PO1

Claire Chevrier
  • P 01, Ossétie du nord, mai 2009 ©Claire Chevrier

P 01, Ossétie du nord, mai 2009, image 92 x 125 cm + 15 cm de marge blanche

 

« ORION : Où sommes-nous maintenant ? D’où vient cette fraîcheur qui tombe sur mes reins ? Dis-le moi. EL : Nous sommes en haut d’une vallée qui ressemble à toutes les vallées qu’il y a dans ces montagnes, mais elle est plus humide, on dirait, et encore plus immobile. Il doit y avoir une ville en bas, je vois une vapeur lumineuse dans le ciel. Ici, c’est comme une arène vide. » Jean-Christophe Bailly,  El Pelele

 

Non, décidément, voilà un paysage ingrat, de la montagne sans charme, anti-romantique, de la montagne décourageante par sa platitude, si l’on ose dire ; celle du contenu de l’image comme celle de sa forme : un constat qui refuse tout effet d’art.

Alors, on se rabat sur les indices. Mais là aussi la collecte est maigre : localisation géographique impossible, végétation peu significative (nous sommes probablement en moyenne montagne), pauvreté généralisée mais sans emphase, ordinaire : sol rocailleux difficilement cultivable, occupation humaine modeste, comme superficielle, faite de maisons sans caractère, de cabanons de tôle, de rebuts stockés le long des clôtures, de jardinets étriqués. Aucune présence humaine pour égayer ce décor par quelque scène agreste.

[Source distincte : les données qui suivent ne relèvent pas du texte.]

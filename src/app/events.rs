//! Outbound session events.
//!
//! The [`CoilGunSession`](super::session::CoilGunSession) and the phase
//! controllers emit these through the [`EventSink`](super::ports::EventSink)
//! port.  They are the operator-facing record of a run: phase starts,
//! charging/stop-charging transitions, the fire pulse, and the discharged
//! confirmation.

use std::time::Duration;

use crate::control::{Deadline, PhaseReport};

use super::ports::ChargeLevel;

/// Structured events emitted by the control core.
#[derive(Debug, Clone, PartialEq, Eq)]
pub enum SessionEvent {
    /// The charge phase is about to poll.
    ChargeStarted { target: ChargeLevel, deadline: Deadline },
    /// Level below target; the charge output went high.
    Charging { level: ChargeLevel, target: ChargeLevel },
    /// Level reached target after charging; the charge output went low.
    StopCharging { level: ChargeLevel, target: ChargeLevel },
    /// The charge phase returned.
    ChargeDone(PhaseReport),

    /// The fire pulse is about to start.
    FireStarted {
        pre_delay: Duration,
        pulse: Duration,
        post_delay: Duration,
    },
    /// The discharge output went high for the pulse.
    PulseOn,
    /// The pulse ended and both outputs are low.
    PulseOff,
    /// The post-delay elapsed.
    FireDone,

    /// The discharge phase is about to poll.
    DischargeStarted { target: ChargeLevel, deadline: Deadline },
    /// Level above target; the discharge output went high.
    Discharging { level: ChargeLevel, target: ChargeLevel },
    /// Level at or below target.
    Discharged { level: ChargeLevel, target: ChargeLevel },
    /// The discharge phase returned.
    DischargeDone(PhaseReport),

    /// Shutdown drove both outputs low.
    SafeState,
}
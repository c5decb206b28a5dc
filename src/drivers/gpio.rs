//! Sysfs GPIO output line.
//!
//! Drives `{root}/gpio{N}/value` by writing the ASCII level (`"0\n"` or
//! `"1\n"`).  The line must already be exported and configured as an output;
//! this driver only writes the value attribute.  There is no read-back.
//!
//! Implements [`embedded_hal::digital::OutputPin`] so the control logic
//! only sees the generic trait.

use std::fs::{File, OpenOptions};
use std::os::unix::fs::{FileExt, OpenOptionsExt};
use std::path::{Path, PathBuf};

use embedded_hal::digital::{ErrorType, OutputPin};
use log::{debug, trace};

use crate::error::{TransferOp, TransportError};

/// `{root}/gpio{line}/value`
pub fn line_path(root: &Path, line: u32) -> PathBuf {
    root.join(format!("gpio{line}")).join("value")
}

#[derive(Debug)]
pub struct SysfsOutput {
    file: Option<File>,
    path: PathBuf,
}

impl SysfsOutput {
    pub fn open(root: &Path, line: u32) -> Result<Self, TransportError> {
        let path = line_path(root, line);
        let file = OpenOptions::new()
            .write(true)
            .custom_flags(libc::O_SYNC)
            .open(&path)
            .map_err(|source| TransportError::Open {
                path: path.clone(),
                source,
            })?;
        debug!("gpio: opened {}", path.display());
        Ok(Self {
            file: Some(file),
            path,
        })
    }

    pub fn path(&self) -> &Path {
        &self.path
    }

    pub fn is_open(&self) -> bool {
        self.file.is_some()
    }

    /// Release the descriptor.  Idempotent; the level last written stays on
    /// the line, so callers drive it low first.
    pub fn close(&mut self) {
        if self.file.take().is_some() {
            debug!("gpio: closed {}", self.path.display());
        }
    }

    fn write_level(&mut self, high: bool) -> Result<(), TransportError> {
        let text: &[u8] = if high { b"1\n" } else { b"0\n" };
        let Some(file) = self.file.as_ref() else {
            return Err(TransportError::Closed {
                path: self.path.clone(),
            });
        };
        let written = file.write_at(text, 0).map_err(|source| TransportError::Io {
            op: TransferOp::Write,
            path: self.path.clone(),
            source,
        })?;
        if written != text.len() {
            return Err(TransportError::ShortTransfer {
                op: TransferOp::Write,
                path: self.path.clone(),
                expected: text.len(),
                actual: written,
            });
        }
        trace!("gpio: {} <- {}", self.path.display(), u8::from(high));
        Ok(())
    }
}

impl ErrorType for SysfsOutput {
    type Error = TransportError;
}

impl OutputPin for SysfsOutput {
    fn set_low(&mut self) -> Result<(), TransportError> {
        self.write_level(false)
    }

    fn set_high(&mut self) -> Result<(), TransportError> {
        self.write_level(true)
    }
}
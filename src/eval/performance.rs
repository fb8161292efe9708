//! Per-case scoring on the whole wind farm.

use crate::data::{GroundTruth, Prediction};
use crate::metrics::{DetailedScores, KW_PER_MW, regressor_detailed_scores, rmse};
use crate::settings::Settings;

/// Scores of one test case.
#[derive(Debug, Clone, Copy, PartialEq)]
pub struct CasePerformance {
    /// Summed per-turbine MAE (MW).
    pub mae: f64,
    /// Summed per-turbine RMSE (MW).
    pub rmse: f64,
    /// `1 - farm_rmse / capacity`, or `-1` when the farm RMSE is not positive.
    pub accuracy: f64,
}

impl CasePerformance {
    /// Case score: the mean of MAE and RMSE.
    pub fn score(&self) -> f64 {
        (self.mae + self.rmse) / 2.0
    }

    /// Whether either metric carries the reserved invalid marker.
    pub fn is_degenerate(&self) -> bool {
        DetailedScores {
            mae: self.mae,
            rmse: self.rmse,
        }
        .is_invalid()
    }
}

/// Farm-level series: per-turbine last-variable values summed over the final
/// `day_len` timesteps and converted to MW.
///
/// Returns `None` when there are no turbines, a turbine has fewer than
/// `day_len` timesteps, or a timestep has no variables.
fn farm_tail<'a>(
    turbines: impl IntoIterator<Item = &'a [Vec<f64>]>,
    day_len: usize,
) -> Option<Vec<f64>> {
    let mut farm: Option<Vec<f64>> = None;
    for steps in turbines {
        let start = steps.len().checked_sub(day_len)?;
        let sums = farm.get_or_insert_with(|| vec![0.0; day_len]);
        for (sum, row) in sums.iter_mut().zip(&steps[start..]) {
            *sum += row.last()?;
        }
    }
    farm.map(|sums| sums.into_iter().map(|v| v / KW_PER_MW).collect())
}

/// Scores one prediction against its ground truth.
///
/// The accuracy ratio uses the farm-level RMSE over the last `day_len`
/// timesteps of the last output variable; a farm RMSE of zero (or one that
/// cannot be computed) yields an accuracy of `-1`. MAE and RMSE come from
/// [`regressor_detailed_scores`].
pub fn performance(
    settings: &Settings,
    prediction: &Prediction,
    truth: &GroundTruth,
) -> CasePerformance {
    let farm_pred = farm_tail(prediction.turbines(), settings.day_len);
    let farm_truth = farm_tail(truth.windows.iter().map(Vec::as_slice), settings.day_len);
    let farm_rmse = match (farm_pred, farm_truth) {
        (Some(p), Some(t)) => rmse(&p, &t).ok(),
        _ => None,
    };
    let accuracy = match farm_rmse {
        Some(r) if r > 0.0 => 1.0 - r / settings.capacity as f64,
        _ => -1.0,
    };

    let detailed =
        regressor_detailed_scores(prediction, &truth.windows, &truth.frames, settings);
    CasePerformance {
        mae: detailed.mae,
        rmse: detailed.rmse,
        accuracy,
    }
}
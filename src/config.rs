//! TOML-based evaluation configuration.

use std::collections::BTreeMap;
use std::fs;
use std::path::{Path, PathBuf};

use serde::Deserialize;
use thiserror::Error;

/// Top-level evaluation configuration parsed from TOML.
///
/// All fields default to the competition constants, so an empty file (or
/// [`EvalConfig::default`]) reproduces the official evaluation. Load from
/// TOML with [`EvalConfig::from_toml_file`].
#[derive(Debug, Clone, Default, Deserialize)]
#[serde(deny_unknown_fields)]
pub struct EvalConfig {
    /// Locations of the held-out test data.
    #[serde(default)]
    pub paths: PathsConfig,
    /// Window lengths and farm constants used by scoring.
    #[serde(default)]
    pub scoring: ScoringConfig,
    /// Wall-clock budget for the whole evaluation.
    #[serde(default)]
    pub budget: BudgetConfig,
    /// How contestant entry points are located and launched.
    #[serde(default)]
    pub loader: LoaderConfig,
}

/// Locations of the held-out test data.
///
/// These are never taken from the submission.
#[derive(Debug, Clone, Deserialize)]
#[serde(default, deny_unknown_fields)]
pub struct PathsConfig {
    /// Directory of forecast input files, one per test case.
    pub test_x_dir: PathBuf,
    /// Directory of ground-truth files, one per test case.
    pub test_y_dir: PathBuf,
    /// Directory holding the reference training data.
    pub data_dir: PathBuf,
    /// File name of the reference training data inside `data_dir`.
    pub data_filename: String,
}

impl Default for PathsConfig {
    fn default() -> Self {
        Self {
            test_x_dir: PathBuf::from("test_x"),
            test_y_dir: PathBuf::from("test_y"),
            data_dir: PathBuf::from("data"),
            data_filename: "wtbdata_245days.csv".to_string(),
        }
    }
}

/// Window lengths and farm constants used by scoring.
#[derive(Debug, Clone, Deserialize)]
#[serde(default, deny_unknown_fields)]
pub struct ScoringConfig {
    /// Timesteps per day (10-minute resolution).
    pub day_len: usize,
    /// Timesteps each forecast must cover.
    pub output_len: usize,
    /// Farm capacity; also the number of turbines scored.
    pub capacity: usize,
    /// Number of output variables per timestep.
    pub out_var: usize,
}

impl Default for ScoringConfig {
    fn default() -> Self {
        Self {
            day_len: 144,
            output_len: 288,
            capacity: 134,
            out_var: 1,
        }
    }
}

/// Wall-clock budget for the whole evaluation.
#[derive(Debug, Clone, Deserialize)]
#[serde(default, deny_unknown_fields)]
pub struct BudgetConfig {
    /// Total time allowed across all test cases (seconds).
    pub max_timeout_secs: f64,
    /// Minimum time reserved per remaining test case (seconds).
    pub min_case_secs: f64,
}

impl Default for BudgetConfig {
    fn default() -> Self {
        Self {
            max_timeout_secs: 3600.0 * 10.0,
            min_case_secs: 3.0,
        }
    }
}

/// How contestant entry points are located and launched.
#[derive(Debug, Clone, Deserialize)]
#[serde(default, deny_unknown_fields)]
pub struct LoaderConfig {
    /// File name of the preparation script inside the submission.
    pub prep_script: String,
    /// Interpreter per file extension; other files are executed directly.
    pub interpreters: BTreeMap<String, String>,
}

impl Default for LoaderConfig {
    fn default() -> Self {
        Self {
            prep_script: "prepare.py".to_string(),
            interpreters: BTreeMap::from([
                ("py".to_string(), "python3".to_string()),
                ("sh".to_string(), "sh".to_string()),
            ]),
        }
    }
}

/// Configuration error with field path and constraint description.
#[derive(Debug, Error)]
#[error("config error: {field}: {message}")]
pub struct ConfigError {
    /// Dotted field path (e.g., `"scoring.day_len"`).
    pub field: String,
    /// Human-readable constraint description.
    pub message: String,
}

impl ConfigError {
    fn new(field: &str, message: impl Into<String>) -> Self {
        Self {
            field: field.to_string(),
            message: message.into(),
        }
    }
}

impl EvalConfig {
    /// Parses a configuration from a TOML file.
    ///
    /// # Errors
    ///
    /// Returns a `ConfigError` if the file cannot be read or the TOML is invalid.
    pub fn from_toml_file(path: &Path) -> Result<Self, ConfigError> {
        let content = fs::read_to_string(path).map_err(|e| {
            ConfigError::new("config", format!("cannot read \"{}\": {e}", path.display()))
        })?;
        Self::from_toml_str(&content)
    }

    /// Parses a configuration from a TOML string.
    ///
    /// # Errors
    ///
    /// Returns a `ConfigError` if the TOML is invalid or contains unknown fields.
    pub fn from_toml_str(s: &str) -> Result<Self, ConfigError> {
        toml::from_str(s).map_err(|e| ConfigError::new("toml", e.to_string()))
    }

    /// Validates all fields and returns a list of errors.
    ///
    /// Returns an empty vector if configuration is valid.
    pub fn validate(&self) -> Vec<ConfigError> {
        let mut errors = Vec::new();
        let s = &self.scoring;

        for (field, value) in [
            ("scoring.day_len", s.day_len),
            ("scoring.output_len", s.output_len),
            ("scoring.capacity", s.capacity),
            ("scoring.out_var", s.out_var),
        ] {
            if value == 0 {
                errors.push(ConfigError::new(field, "must be > 0"));
            }
        }
        if s.day_len > s.output_len {
            errors.push(ConfigError::new(
                "scoring.day_len",
                "must be <= scoring.output_len",
            ));
        }

        let b = &self.budget;
        if !(b.max_timeout_secs.is_finite() && b.max_timeout_secs > 0.0) {
            errors.push(ConfigError::new("budget.max_timeout_secs", "must be > 0"));
        }
        if !(b.min_case_secs.is_finite() && b.min_case_secs >= 0.0) {
            errors.push(ConfigError::new("budget.min_case_secs", "must be >= 0"));
        }

        let l = &self.loader;
        if l.prep_script.trim().is_empty() {
            errors.push(ConfigError::new("loader.prep_script", "must not be empty"));
        }
        if let Some(ext) = l.interpreters.iter().find(|(_, prog)| prog.trim().is_empty()) {
            errors.push(ConfigError::new(
                "loader.interpreters",
                format!("interpreter for \"{}\" must not be empty", ext.0),
            ));
        }

        errors
    }
}
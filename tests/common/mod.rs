//! Shared test fixtures for integration tests.

#![allow(dead_code)]

use std::cell::RefCell;
use std::fs;
use std::path::{Path, PathBuf};
use std::rc::Rc;
use std::time::Duration;

use serde_json::{Map, Value, json};
use wpf_eval::config::EvalConfig;
use wpf_eval::data::Prediction;
use wpf_eval::eval::ManualClock;
use wpf_eval::loader::{LoaderError, ModuleError, ModuleLoader, SubmissionModule};
use wpf_eval::settings::Settings;

/// Ground-truth CSV header.
pub const HEADER: &str = "TurbID,Day,Tmstamp,Wspd,Wdir,Etmp,Itmp,Ndir,Pab1,Pab2,Pab3,Prtv,Patv";

/// One-turbine, four-step scoring config (`day_len` 2) rooted at `root`.
pub fn small_config(root: &Path) -> EvalConfig {
    let mut cfg = EvalConfig::default();
    cfg.paths.test_x_dir = root.join("test_x");
    cfg.paths.test_y_dir = root.join("test_y");
    cfg.paths.data_dir = root.join("data");
    cfg.scoring.capacity = 1;
    cfg.scoring.output_len = 4;
    cfg.scoring.day_len = 2;
    cfg
}

/// Valid preparation mapping for a base-framework submission.
pub fn prep_env() -> Map<String, Value> {
    json!({
        "pred_file": "predict.py",
        "checkpoints": "checkpoints",
        "start_col": 3,
        "framework": "base",
    })
    .as_object()
    .cloned()
    .unwrap_or_default()
}

/// Ground-truth rows for turbine 1 with the given `Patv` values (kW).
pub fn truth_csv(patv: &[f64]) -> String {
    let mut csv = String::from(HEADER);
    csv.push('\n');
    for (i, p) in patv.iter().enumerate() {
        csv.push_str(&format!("1,1,{:02}:{:02},6.0,0.0,20,25,0,1,1,1,0,{p}\n", i / 6, (i % 6) * 10));
    }
    csv
}

/// Writes `cases` test cases; every ground-truth file holds `Patv` 1000 kW.
pub fn write_test_set(cfg: &EvalConfig, cases: usize) {
    fs::create_dir_all(&cfg.paths.test_x_dir).unwrap();
    fs::create_dir_all(&cfg.paths.test_y_dir).unwrap();
    for i in 1..=cases {
        fs::write(
            cfg.paths.test_x_dir.join(format!("{i:04}in.csv")),
            format!("{HEADER}\n"),
        )
        .unwrap();
        fs::write(
            cfg.paths.test_y_dir.join(format!("{i:04}out.csv")),
            truth_csv(&[1000.0; 4]),
        )
        .unwrap();
    }
}

/// Creates a submission directory holding an empty preparation script.
pub fn submission_dir(root: &Path, prep_script: &str) -> PathBuf {
    let dir = root.join("submission");
    fs::create_dir_all(&dir).unwrap();
    fs::write(dir.join(prep_script), "").unwrap();
    dir
}

/// Single-turbine prediction in kW.
pub fn prediction(steps: &[f64]) -> Prediction {
    Prediction::new(vec![steps.iter().map(|v| vec![*v]).collect()])
}

/// Prediction with errors of 0, 0, 0 and 400 kW against a 1000 kW truth.
///
/// Scores MAE 0.1, RMSE 0.2 per case and a positive accuracy.
pub fn good_prediction() -> Prediction {
    prediction(&[1000.0, 1000.0, 1000.0, 1400.0])
}

/// Everything the fake loader observed.
#[derive(Debug, Default)]
pub struct Calls {
    pub loaded: Vec<PathBuf>,
    pub prep_env: usize,
    /// `path_to_test_x` of every forecast call.
    pub forecasts: Vec<PathBuf>,
}

/// In-process loader whose modules return canned values.
#[derive(Clone)]
pub struct FakeLoader {
    env: Map<String, Value>,
    predictions: Vec<Prediction>,
    clock: ManualClock,
    forecast_time: Duration,
    calls: Rc<RefCell<Calls>>,
}

impl FakeLoader {
    pub fn new(env: Map<String, Value>, predictions: Vec<Prediction>) -> Self {
        Self {
            env,
            predictions,
            clock: ManualClock::default(),
            forecast_time: Duration::ZERO,
            calls: Rc::default(),
        }
    }

    /// Every forecast advances `clock` by `per_call`.
    pub fn with_forecast_time(mut self, clock: ManualClock, per_call: Duration) -> Self {
        self.clock = clock;
        self.forecast_time = per_call;
        self
    }

    pub fn calls(&self) -> Rc<RefCell<Calls>> {
        Rc::clone(&self.calls)
    }
}

impl ModuleLoader for FakeLoader {
    fn load(&self, path: &Path) -> Result<Box<dyn SubmissionModule>, LoaderError> {
        self.calls.borrow_mut().loaded.push(path.to_path_buf());
        Ok(Box::new(self.clone()))
    }
}

impl SubmissionModule for FakeLoader {
    fn prep_env(&mut self) -> Result<Map<String, Value>, ModuleError> {
        self.calls.borrow_mut().prep_env += 1;
        Ok(self.env.clone())
    }

    fn forecast(&mut self, settings: &Settings) -> Result<Prediction, ModuleError> {
        let index = {
            let mut calls = self.calls.borrow_mut();
            calls.forecasts.push(settings.path_to_test_x.clone());
            calls.forecasts.len() - 1
        };
        self.clock.advance(self.forecast_time);
        self.predictions
            .get(index)
            .or(self.predictions.last())
            .cloned()
            .ok_or(ModuleError::Failed {
                entry: "forecast",
                message: "no prediction configured".into(),
            })
    }
}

Qui vit là ? De quoi ? Une meule unique signale un embryon d’activité agricole.

Et puis il y a la route, pierreuse, plutôt un large chemin. Elle sinue entre les parcelles de terrain closes comme si celles-ci recelaient quelque précieuse denrée, elle les contourne avec un respect excessif à moins que ce ne soit par crainte. La route n’existe vraiment qu’au premier plan, avec ses ornières. Ensuite, elle n’apparaît plus que par endroits, simple fil que l’on perd rapidement mais qui ne peut mener, logiquement, qu’à cette passe entre les montagnes, ce point aveuglant d’où surgit une lueur qui ne parvient pas jusqu’à nous, dans cette vallée silencieuse où les ombres n’existent pas, où règne une lumière intemporelle et grise. 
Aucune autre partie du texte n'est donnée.